● What is needed: All lines of the data shown below should be output exactly as they stand.

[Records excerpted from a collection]
####################

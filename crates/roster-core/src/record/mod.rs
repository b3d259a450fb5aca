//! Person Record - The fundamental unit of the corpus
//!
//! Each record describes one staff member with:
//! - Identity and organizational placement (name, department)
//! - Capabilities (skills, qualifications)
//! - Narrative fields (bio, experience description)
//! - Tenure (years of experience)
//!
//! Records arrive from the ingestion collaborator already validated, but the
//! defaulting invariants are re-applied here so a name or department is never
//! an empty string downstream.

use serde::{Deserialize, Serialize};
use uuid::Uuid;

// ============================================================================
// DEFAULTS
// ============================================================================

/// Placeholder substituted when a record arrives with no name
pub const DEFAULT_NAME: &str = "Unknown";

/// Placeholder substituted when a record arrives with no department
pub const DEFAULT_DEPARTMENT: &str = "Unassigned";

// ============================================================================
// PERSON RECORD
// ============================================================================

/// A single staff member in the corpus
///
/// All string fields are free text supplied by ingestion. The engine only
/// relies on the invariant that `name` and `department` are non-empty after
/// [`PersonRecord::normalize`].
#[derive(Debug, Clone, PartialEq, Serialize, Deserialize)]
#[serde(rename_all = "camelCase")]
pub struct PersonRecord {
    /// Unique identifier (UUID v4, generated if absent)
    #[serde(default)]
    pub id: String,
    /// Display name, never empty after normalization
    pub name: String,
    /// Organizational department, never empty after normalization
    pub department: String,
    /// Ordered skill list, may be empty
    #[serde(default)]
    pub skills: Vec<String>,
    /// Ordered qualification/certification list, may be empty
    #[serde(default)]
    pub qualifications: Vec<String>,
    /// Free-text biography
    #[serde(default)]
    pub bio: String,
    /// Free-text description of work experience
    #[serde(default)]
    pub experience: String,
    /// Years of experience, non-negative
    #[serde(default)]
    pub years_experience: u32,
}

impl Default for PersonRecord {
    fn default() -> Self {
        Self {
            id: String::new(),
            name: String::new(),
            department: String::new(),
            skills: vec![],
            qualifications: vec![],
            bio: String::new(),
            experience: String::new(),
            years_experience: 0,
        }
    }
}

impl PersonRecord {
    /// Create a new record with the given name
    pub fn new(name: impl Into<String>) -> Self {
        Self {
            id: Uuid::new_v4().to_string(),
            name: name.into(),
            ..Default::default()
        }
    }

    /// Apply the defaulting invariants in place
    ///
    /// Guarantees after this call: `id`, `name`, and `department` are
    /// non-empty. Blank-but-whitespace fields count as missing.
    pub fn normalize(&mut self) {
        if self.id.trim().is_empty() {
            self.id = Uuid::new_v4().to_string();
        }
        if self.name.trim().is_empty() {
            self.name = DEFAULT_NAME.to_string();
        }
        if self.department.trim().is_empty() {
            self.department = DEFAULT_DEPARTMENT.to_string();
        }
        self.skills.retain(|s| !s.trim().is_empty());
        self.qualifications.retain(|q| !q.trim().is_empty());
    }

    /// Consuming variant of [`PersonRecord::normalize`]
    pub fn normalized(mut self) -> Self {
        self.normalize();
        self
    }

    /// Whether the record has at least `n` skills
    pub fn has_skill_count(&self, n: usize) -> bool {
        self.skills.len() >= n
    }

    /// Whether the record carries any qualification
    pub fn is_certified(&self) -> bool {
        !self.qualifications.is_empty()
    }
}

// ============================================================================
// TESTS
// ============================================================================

####################

● Exercise solution:
filename crates/roster-core/src/record/mod.rs
repository b3d259a450fb5aca
//! Person Record - The fundamental unit of the corpus
//!
//! Each record describes one staff member with:
//! - Identity and organizational placement (name, department)
//! - Capabilities (skills, qualifications)
//! - Narrative fields (bio, experience description)
//! - Tenure (years of experience)
//!
//! Records arrive from the ingestion collaborator already validated, but the
//! defaulting invariants are re-applied here so a name or department is never
//! an empty string downstream.

use serde::{Deserialize, Serialize};
use uuid::Uuid;

// ============================================================================
// DEFAULTS
// ============================================================================

/// Placeholder substituted when a record arrives with no name
pub const DEFAULT_NAME: &str = "Unknown";

/// Placeholder substituted when a record arrives with no department
pub const DEFAULT_DEPARTMENT: &str = "Unassigned";

// ============================================================================
// PERSON RECORD
// ============================================================================

/// A single staff member in the corpus
///
/// All string fields are free text supplied by ingestion. The engine only
/// relies on the invariant that `name` and `department` are non-empty after
/// [`PersonRecord::normalize`].
#[derive(Debug, Clone, PartialEq, Serialize, Deserialize)]
#[serde(rename_all = "camelCase")]
pub struct PersonRecord {
    /// Unique identifier (UUID v4, generated if absent)
    #[serde(default)]
    pub id: String,
    /// Display name, never empty after normalization
    pub name: String,
    /// Organizational department, never empty after normalization
    pub department: String,
    /// Ordered skill list, may be empty
    #[serde(default)]
    pub skills: Vec<String>,
    /// Ordered qualification/certification list, may be empty
    #[serde(default)]
    pub qualifications: Vec<String>,
    /// Free-text biography
    #[serde(default)]
    pub bio: String,
    /// Free-text description of work experience
    #[serde(default)]
    pub experience: String,
    /// Years of experience, non-negative
    #[serde(default)]
    pub years_experience: u32,
}

impl Default for PersonRecord {
    fn default() -> Self {
        Self {
            id: String::new(),
            name: String::new(),
            department: String::new(),
            skills: vec![],
            qualifications: vec![],
            bio: String::new(),
            experience: String::new(),
            years_experience: 0,
        }
    }
}

impl PersonRecord {
    /// Create a new record with the given name
    pub fn new(name: impl Into<String>) -> Self {
        Self {
            id: Uuid::new_v4().to_string(),
            name: name.into(),
            ..Default::default()
        }
    }

    /// Apply the defaulting invariants in place
    ///
    /// Guarantees after this call: `id`, `name`, and `department` are
    /// non-empty. Blank-but-whitespace fields count as missing.
    pub fn normalize(&mut self) {
        if self.id.trim().is_empty() {
            self.id = Uuid::new_v4().to_string();
        }
        if self.name.trim().is_empty() {
            self.name = DEFAULT_NAME.to_string();
        }
        if self.department.trim().is_empty() {
            self.department = DEFAULT_DEPARTMENT.to_string();
        }
        self.skills.retain(|s| !s.trim().is_empty());
        self.qualifications.retain(|q| !q.trim().is_empty());
    }

    /// Consuming variant of [`PersonRecord::normalize`]
    pub fn normalized(mut self) -> Self {
        self.normalize();
        self
    }

    /// Whether the record has at least `n` skills
    pub fn has_skill_count(&self, n: usize) -> bool {
        self.skills.len() >= n
    }

    /// Whether the record carries any qualification
    pub fn is_certified(&self) -> bool {
        !self.qualifications.is_empty()
    }
}

// ============================================================================
// TESTS
// ============================================================================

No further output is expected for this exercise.